**What needs to be done:**
Although the data below holds other lines too, output only those from the line with "in raster of" up to and including the line with "String, reason: String", exactly as they appear.

**Records shown:**
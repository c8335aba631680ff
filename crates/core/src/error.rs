//! Error types for Verdure

use thiserror::Error;

/// Main error type for Verdure operations
#[derive(Error, Debug)]
pub enum Error {
    #[error("I/O error: {0}")]
    Io(#[from] std::io::Error),

    #[error("JSON error: {0}")]
    Json(#[from] serde_json::Error),

    #[error("Invalid raster dimensions: {width}x{height}")]
    InvalidDimensions { width: usize, height: usize },

    #[error("Index out of bounds: ({row}, {col}) in raster of size ({rows}, {cols})")]
    IndexOutOfBounds {
        row: usize,
        col: usize,
        rows: usize,
        cols: usize,
    },

    #[error("Raster size mismatch: expected ({er}, {ec}), got ({ar}, {ac})")]
    SizeMismatch { er: usize, ec: usize, ar: usize, ac: usize },

    #[error("Band '{band}' is not co-registered with image '{image}': {reason}")]
    GridMismatch {
        image: String,
        band: String,
        reason: String,
    },

    #[error("Image '{image}' has no band named '{band}'")]
    MissingBand { image: String, band: String },

    #[error("Reprojection failed: {0}")]
    Reprojection(String),

    #[error("Unsupported CRS: {0}")]
    UnsupportedCrs(String),

    #[error("Invalid date '{value}': {reason}")]
    InvalidDate { value: String, reason: String },

    #[error("Unsupported data type: {0}")]
    UnsupportedDataType(String),

    #[error("Invalid parameter: {name} = {value} ({reason})")]
    InvalidParameter {
        name: &'static str,
        value: String,
        reason: String,
    },

    #[error("Image collection is empty: {0}")]
    EmptyCollection(String),

    #[error("Algorithm error: {0}")]
    Algorithm(String),

    #[error("{0}")]
    Other(String),
}

impl Error {
    /// Shorthand for [`Error::MissingBand`]
    pub fn missing_band(image: impl Into<String>, band: impl Into<String>) -> Self {
        Error::MissingBand {
            image: image.into(),
            band: band.into(),
        }
    }
}

/// Result type alias for Verdure operations
pub type Result<T> = std::result::Result<T, Error>;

**Response below:**
    #[error("Index out of bounds: ({row}, {col}) in raster of size ({rows}, {cols})")]
    IndexOutOfBounds {
        row: usize,
        col: usize,
        rows: usize,
        cols: usize,
    },

    #[error("Raster size mismatch: expected ({er}, {ec}), got ({ar}, {ac})")]
    SizeMismatch { er: usize, ec: usize, ar: usize, ac: usize },

    #[error("Band '{band}' is not co-registered with image '{image}': {reason}")]
    GridMismatch {
        image: String,
        band: String,
        reason: String,
    },

    #[error("Image '{image}' has no band named '{band}'")]
    MissingBand { image: String, band: String },

    #[error("Reprojection failed: {0}")]
    Reprojection(String),

    #[error("Unsupported CRS: {0}")]
    UnsupportedCrs(String),

    #[error("Invalid date '{value}': {reason}")]
    InvalidDate { value: String, reason: String },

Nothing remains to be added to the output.